Why “Test and Replace” Isn’t The Answer

These days I’m obsessed with biodynamic farming. Conceptualized by Rudolf Steiner in the 1920s, it considers soil fertility, plant growth, and livestock care as ecologically connected tasks, emphasizing the use of manure and compost from the farm cycle, and excluding artificial chemicals. Instead of conventional test and replace algorithms that check levels of calcium, nitrogen, and other minerals in the soil and advocates replacing them with lots of synthetic inputs, the biodynamic approach treats animals, crops, and soil as a single system, relying on a closed loop cycle of animals grazing and then fertilizing the soil to grow healthy plants and maintain a strong and productive ecosystem.

Many of the patients I see in my practice arrive with thousands of dollars worth of testing. They show me complicated pie charts, carbon cycle diagrams, and long lists of enzymes and reagents with shading from green to red to indicate high and low levels, as well as analyses that indicate they’re allergic to virtually everything. Almost always there’s a shopping bag full of supplements with broad and bodacious claims for restoring health. But despite all this testing and replacing, they’re still not well.

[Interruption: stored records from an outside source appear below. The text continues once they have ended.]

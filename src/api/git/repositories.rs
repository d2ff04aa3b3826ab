//
//  tfgit
//  api/git/repositories.rs
//
//  Created by Ngonidzashe Mangudya on 2026/01/12.
//  Copyright (c) 2025 IAMNGONI. All rights reserved.
//

//! Repository operations.
//!
//! | Method | Verb | Route |
//! |--------|------|-------|
//! | [`GitClient::get_repositories`] | GET | `{project}/_apis/git/repositories` |
//! | [`GitClient::get_repository`] | GET | `{project}/_apis/git/repositories/{repositoryId}` |
//! | [`GitClient::create_repository`] | POST | `{project}/_apis/git/repositories` |
//! | [`GitClient::update_repository`] | PATCH | `{project}/_apis/git/repositories/{repositoryId}` |
//! | [`GitClient::delete_repository`] | DELETE | `{project}/_apis/git/repositories/{repositoryId}` |

use serde::{Deserialize, Serialize};
use uuid::Uuid;

use super::TeamProjectReference;
use crate::api::common::{ApiError, ReferenceLinks};
use crate::api::routing::{Operation, ProjectRef, QueryParams, RepoRef, RequestSpec};
use crate::api::GitClient;

/// A Git repository.
#[derive(Debug, Clone, Default, PartialEq, Serialize, Deserialize)]
#[serde(rename_all = "camelCase")]
pub struct GitRepository {
    pub id: Uuid,

    pub name: String,

    #[serde(default, skip_serializing_if = "Option::is_none")]
    pub url: Option<String>,

    #[serde(default, skip_serializing_if = "Option::is_none")]
    pub project: Option<TeamProjectReference>,

    /// Full ref name of the default branch (`refs/heads/main`). Absent for
    /// an empty repository.
    #[serde(default, skip_serializing_if = "Option::is_none")]
    pub default_branch: Option<String>,

    /// Clone URL.
    #[serde(default, skip_serializing_if = "Option::is_none")]
    pub remote_url: Option<String>,

    #[serde(default, skip_serializing_if = "Option::is_none")]
    pub ssh_url: Option<String>,

    #[serde(default, skip_serializing_if = "Option::is_none")]
    pub web_url: Option<String>,

    #[serde(default, skip_serializing_if = "Option::is_none")]
    pub size: Option<u64>,

    #[serde(default, rename = "_links", skip_serializing_if = "Option::is_none")]
    pub links: Option<ReferenceLinks>,
}

/// Body of [`GitClient::create_repository`].
#[derive(Debug, Clone, Default, PartialEq, Serialize, Deserialize)]
#[serde(rename_all = "camelCase")]
pub struct GitRepositoryCreateOptions {
    pub name: String,

    /// Target project. Required when the request is not scoped to a
    /// project in the URL.
    #[serde(default, skip_serializing_if = "Option::is_none")]
    pub project: Option<TeamProjectReference>,
}

/// Body of [`GitClient::update_repository`]; only present fields change.
#[derive(Debug, Clone, Default, PartialEq, Serialize, Deserialize)]
#[serde(rename_all = "camelCase")]
pub struct GitRepositoryUpdate {
    #[serde(default, skip_serializing_if = "Option::is_none")]
    pub name: Option<String>,

    #[serde(default, skip_serializing_if = "Option::is_none")]
    pub default_branch: Option<String>,
}

pub fn get_repositories_request(
    project: Option<&ProjectRef>,
    include_links: Option<bool>,
) -> Result<RequestSpec, ApiError> {
    let mut query = QueryParams::new();
    query.add_if_not_null("includeLinks", include_links);
    Ok(RequestSpec::for_project(Operation::GetRepositories, project)?.query(query))
}

pub fn get_repository_request(
    project: Option<&ProjectRef>,
    repository: &RepoRef,
) -> Result<RequestSpec, ApiError> {
    RequestSpec::for_repository(Operation::GetRepository, project, repository)
}

pub fn create_repository_request(
    project: Option<&ProjectRef>,
    options: &GitRepositoryCreateOptions,
) -> Result<RequestSpec, ApiError> {
    if options.name.trim().is_empty() {
        return Err(ApiError::InvalidIdentity(
            "repository name must not be empty".to_string(),
        ));
    }
    RequestSpec::for_project(Operation::CreateRepository, project)?.body(options)
}

pub fn update_repository_request(
    project: Option<&ProjectRef>,
    repository: &RepoRef,
    update: &GitRepositoryUpdate,
) -> Result<RequestSpec, ApiError> {
    RequestSpec::for_repository(Operation::UpdateRepository, project, repository)?.body(update)
}

pub fn delete_repository_request(
    project: Option<&ProjectRef>,
    repository: &RepoRef,
) -> Result<RequestSpec, ApiError> {
    RequestSpec::for_repository(Operation::DeleteRepository, project, repository)
}

impl GitClient {
    /// Lists the repositories of a project, or of the whole collection when
    /// `project` is `None`.
    ///
    /// # Example
    ///
    /// ```rust,ignore
    /// let repos = client.get_repositories(Some(&"Fabrikam".into()), None).await?;
    /// for repo in repos {
    ///     println!("{}", repo.name);
    /// }
    /// ```
    pub async fn get_repositories(
        &self,
        project: Option<&ProjectRef>,
        include_links: Option<bool>,
    ) -> Result<Vec<GitRepository>, ApiError> {
        self.send_list(get_repositories_request(project, include_links)?)
            .await
    }

    /// Gets one repository by name or id.
    pub async fn get_repository(
        &self,
        project: Option<&ProjectRef>,
        repository: &RepoRef,
    ) -> Result<GitRepository, ApiError> {
        self.send_json(get_repository_request(project, repository)?)
            .await
    }

    pub async fn create_repository(
        &self,
        project: Option<&ProjectRef>,
        options: &GitRepositoryCreateOptions,
    ) -> Result<GitRepository, ApiError> {
        self.send_json(create_repository_request(project, options)?)
            .await
    }

    /// Renames a repository or changes its default branch.
    pub async fn update_repository(
        &self,
        project: Option<&ProjectRef>,
        repository: &RepoRef,
        update: &GitRepositoryUpdate,
    ) -> Result<GitRepository, ApiError> {
        self.send_json(update_repository_request(project, repository, update)?)
            .await
    }

    /// Deletes a repository. This cannot be undone.
    pub async fn delete_repository(
        &self,
        project: Option<&ProjectRef>,
        repository: &RepoRef,
    ) -> Result<(), ApiError> {
        self.send_empty(delete_repository_request(project, repository)?)
            .await
    }
}

#[cfg(test)]
mod tests {
    use super::*;
    use crate::api::git::testing;
    use crate::api::routing::HttpVerb;

    const REPOS: &str = r#"{"count": 1, "value": [{
        "id": "5febef5a-833d-4e14-b9c0-14cb638f91e6",
        "name": "AnotherRepository",
        "url": "https://fabrikam.visualstudio.com/DefaultCollection/_apis/git/repositories/5febef5a-833d-4e14-b9c0-14cb638f91e6",
        "project": {"id": "6ce954b1-ce1f-45d1-b94d-e6bf2464ba2c", "name": "Fabrikam-Fiber-Git", "state": "wellFormed"},
        "defaultBranch": "refs/heads/main",
        "remoteUrl": "https://fabrikam.visualstudio.com/DefaultCollection/_git/AnotherRepository"
    }]}"#;

    #[test]
    fn test_list_without_project_has_no_project_route_value() {
        let spec = get_repositories_request(None, None).unwrap();
        assert!(spec.route_values.is_empty());
        assert!(spec.query.is_empty());

        let spec = get_repositories_request(Some(&"Fabrikam".into()), Some(true)).unwrap();
        assert_eq!(spec.route_values.get("project"), Some("Fabrikam"));
        assert_eq!(spec.query.get("includeLinks"), Some("true"));
    }

    #[test]
    fn test_create_requires_name() {
        let options = GitRepositoryCreateOptions::default();
        assert!(matches!(
            create_repository_request(None, &options),
            Err(ApiError::InvalidIdentity(_))
        ));
    }

    #[test]
    fn test_update_is_patch_with_body() {
        let update = GitRepositoryUpdate {
            name: Some("renamed".to_string()),
            default_branch: None,
        };
        let spec = update_repository_request(None, &RepoRef::from("widgets"), &update).unwrap();
        assert_eq!(spec.endpoint.verb, HttpVerb::Patch);
        assert_eq!(spec.body, Some(serde_json::json!({"name": "renamed"})));
    }

    #[tokio::test]
    async fn test_get_repositories_unwraps_list() {
        let (client, transport) = testing::client(REPOS);
        let repos = client.get_repositories(None, None).await.unwrap();
        assert_eq!(repos.len(), 1);
        assert_eq!(repos[0].name, "AnotherRepository");
        assert_eq!(repos[0].default_branch.as_deref(), Some("refs/heads/main"));
        assert_eq!(transport.last().operation(), Operation::GetRepositories);
    }
}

Sustainable health, like sustainable agriculture, is an art rather than a science, and except in specific circumstances where we have reason to believe there may be deficiencies (like a patient with Crohn’s disease of the ileum who can’t absorb B12), test and replace works about as well in the medical field as it does in agriculture. Focusing on specific nutrients in the form of supplements without taking stock of the big picture – namely the health of the food you’re eating and how and where it’s grown – isn’t in my experience a viable way to restore health, profitable though it may be for those doing the testing and replacing.

The food writer Michael Pollan’s seven words still constitute some of the best medical advice out there: eat food, not too much, mostly plants. And I’ll add an additional seven of my own: make sure it’s grown in good dirt!